The average 7.6 to 8% of CMT positivity per mammary quarter, agrees with the 9.54% positivity reported in the Colombian low tropic conditions [30]. The general 7.6% of CMT positivity indicates that the affectation degree of the mammary gland in the analyzed dual-purpose systems was low. The values found in this study are like the 11.6% of CMT positivity reported in 15 dual-purpose farms in Colombia [34], however, they are lower than the 45.9% and 54.6% prevalence found in dual-purpose farms located in the same evaluated region [35] or in other Latin American countries under tropical conditions [36]. The low CMT positivity would indicate that the milking type, which is carried out in the presence of the calf, seems to positively affect mammary gland health. The calves removed a greater quantity of milk from the mammary gland given its suction capacity and contribute to preventing the proliferation of microorganisms due to the bactericidal effect of its saliva [37]. Moreover, the neurophysiological mechanisms involved in the cow–calf bond eliciting for a more rapid and full udder emptying, making the substrate for bacterial proliferation unavailable [38].
Despite the low CMT positivity, some effects such as the season, third of lactation, and the variable resulting from the combination between a third of lactation and individual milk production, influenced the results (p < 0.05).
A greater positivity was observed during the rainy season, which agrees with another study reporting that mammary gland infections are accentuated under high rainfall conditions, especially due to infection with coliforms [39]. On the other hand, the cows finishing lactation (last third) presented higher cases of positivity than animals starting lactation (first third). The same trend was observed when relating the level of individual productivity with a third of lactation. In general, cows from the last third of lactation and with low production levels (1.2 to 3.5 kg/day) presented a higher frequency of CMT-positive cases compared to cows from the first third of lactation and production levels >5 kg/day. These results are consistent with what was found in crossbred Holstein cows where the microbiological quality of the milk was worse in finishing lactation animals, possibly attributed to a greater pathogens susceptibility during this phase [40]. Another possible explanation for the higher CMT positivity observed in the final lactation phases is related to the mammary gland cell proliferation and replacement dynamics during this period [41]. After the peak of milk production, the mammary gland undergoes a gradual regression through the apoptotic cell death process, indicating that considerable mammary cell renewal occurs during the final phases of lactation [42]. The foregoing suggests that apoptotic somatic cells are partly eliminated through the milk, generating a high frequency of positivity results in tests such as CMT, however, these results would be false positives since the cell turnover process during the final stages of lactation is a normal physiological response in various animal species [42]. The relationship between CMT positivity and mammary gland cell turnover requires further investigation.
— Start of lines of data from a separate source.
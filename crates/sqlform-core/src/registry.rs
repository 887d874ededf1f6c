//! Mapper registry and configuration events.
//!
//! The host ORM registers a [`MapperDef`] per mapped class, then amends it as
//! later declarations arrive (relationships and composites may be declared in
//! any module order). Every registration and amendment fires the configured
//! listeners, which is how the metadata cache keeps already-built descriptors
//! current without rebuilding them.

use std::collections::HashMap;
use std::sync::{Arc, RwLock};

use crate::error::{Error, Result};
use crate::mapper::{CompositeDef, EntityKey, MapperDef, RelationDef};

type ConfiguredListener = Arc<dyn Fn(&Arc<MapperDef>) + Send + Sync>;

/// Process-wide store of mapper definitions.
///
/// Listeners run outside the registry locks, so a listener may call back
/// into the registry.
#[derive(Default)]
pub struct MapperRegistry {
    mappers: RwLock<HashMap<EntityKey, Arc<MapperDef>>>,
    listeners: RwLock<Vec<ConfiguredListener>>,
}

impl MapperRegistry {
    /// Create an empty registry.
    #[must_use]
    pub fn new() -> Self {
        Self::default()
    }

    /// Register a mapper, replacing any previous definition for the class,
    /// and fire the configured listeners.
    pub fn register(&self, mapper: MapperDef) -> Arc<MapperDef> {
        let def = Arc::new(mapper);
        {
            let mut mappers = self.mappers.write().unwrap();
            mappers.insert(def.entity.clone(), Arc::clone(&def));
        }
        tracing::info!(model = %def.entity, table = %def.table.name, "Mapper registered");
        self.notify(&def);
        def
    }

    /// Amend a registered mapper with a later-declared relationship and
    /// re-fire the configured listeners.
    pub fn add_relation(&self, entity: &EntityKey, relation: RelationDef) -> Result<()> {
        self.amend(entity, |def| def.relations.push(relation))
    }

    /// Amend a registered mapper with a later-declared composite and re-fire
    /// the configured listeners.
    pub fn add_composite(&self, entity: &EntityKey, composite: CompositeDef) -> Result<()> {
        self.amend(entity, |def| def.composites.push(composite))
    }

    /// Look up the current definition for a class.
    #[must_use]
    pub fn get(&self, entity: &EntityKey) -> Option<Arc<MapperDef>> {
        self.mappers.read().unwrap().get(entity).cloned()
    }

    /// Every registered class token.
    #[must_use]
    pub fn entities(&self) -> Vec<EntityKey> {
        self.mappers.read().unwrap().keys().cloned().collect()
    }

    /// Snapshot of every registered definition.
    #[must_use]
    pub fn all(&self) -> Vec<Arc<MapperDef>> {
        self.mappers.read().unwrap().values().cloned().collect()
    }

    /// Subscribe to mapper-configured events (registrations and amendments).
    pub fn on_configured<F>(&self, listener: F)
    where
        F: Fn(&Arc<MapperDef>) + Send + Sync + 'static,
    {
        self.listeners.write().unwrap().push(Arc::new(listener));
    }

    fn amend<F>(&self, entity: &EntityKey, apply: F) -> Result<()>
    where
        F: FnOnce(&mut MapperDef),
    {
        let def = {
            let mut mappers = self.mappers.write().unwrap();
            let current = mappers
                .get(entity)
                .ok_or_else(|| Error::UnregisteredModel(entity.to_string()))?;
            let mut updated = MapperDef::clone(current);
            apply(&mut updated);
            let updated = Arc::new(updated);
            mappers.insert(entity.clone(), Arc::clone(&updated));
            updated
        };
        tracing::debug!(model = %def.entity, "Mapper amended");
        self.notify(&def);
        Ok(())
    }

    fn notify(&self, def: &Arc<MapperDef>) {
        // Snapshot first so listeners can re-enter the registry.
        let listeners: Vec<ConfiguredListener> =
            self.listeners.read().unwrap().iter().map(Arc::clone).collect();
        for listener in listeners {
            listener(def);
        }
    }
}

impl std::fmt::Debug for MapperRegistry {
    fn fmt(&self, f: &mut std::fmt::Formatter<'_>) -> std::fmt::Result {
        let mappers = self.mappers.read().unwrap();
        f.debug_struct("MapperRegistry")
            .field("mappers", &mappers.len())
            .finish()
    }
}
Although the season, third of lactation, and third of lactation—individual milk production effects—were shown to be influential factors on CMT positivity, their effects are not representative given that in general terms, the positivity was low in the evaluated systems (7.6%).
5. Conclusions
The milk compositional quality in the dual-purpose systems of the Arauquita municipality presented average values of 3.61, 3.36, 4.80, 9.02, 0.75, and 12.59% for fat, protein, lactose, SNF, minerals, and TS, respectively, while the CFU average was 52,480.7/mL. The total daily milk production of the farm and the season influenced the milk compositional quality. The farms with milk productions <100 kg/day presented the highest protein, lactose, SNF, and density levels, while in the rainy season, the milk quality was higher compared to the dry period, in terms of fat, protein, F–P ratio, SNF, density, minerals, and TS. There is an opportunity to improve the milk compositional quality and its persistence over time through the implementation of practices that guarantee a greater availability and nutritional quality of the pastures destined for animal feeding and through proper milk management during the collection, handling, and storage process. The CMT results indicated that the affectation degree of the mammary gland in terms of subclinical mastitis in the evaluated dual-purpose systems was low, with only 7.6% of the quarters with two or more positivity degrees. It is recommended to continue with this type of evaluation including a larger animal number.
Author Contributions
Writing—original draft, methodology, formal analysis, research, M.V.-T., R.C.G. and A.S.-C.; conceptualization, revision, and edition, R.C.G. and A.S.-C.; field data collection, R.A.V.D., B.A.A.R. and J.S.C.O.; laboratory analysis, R.A.V.D., B.A.A.R. and J.S.C.O.; formal analysis, and revision, M.V.-T., R.C.G. and A.S.-C. All authors have read and agreed to the published version of the manuscript.
Funding
This research was funded by the Call for the Support of Research Projects, Artistic Creation, and Innovation of the National University of Colombia-Orinoquia 2020–2021. Hermes code: 49917; and by the Research Committee—CONADI Universidad Cooperativa de Colombia ID3058 and ID2958.
Institutional Review Board Statement
Not applicable, given that no veterinary procedures were performed on the animals included in the study. Animals were not subjected to mistreatment, complying with the animal welfare guidelines, there was no alteration to the animal since the milk samples were taken prior to the start of milking.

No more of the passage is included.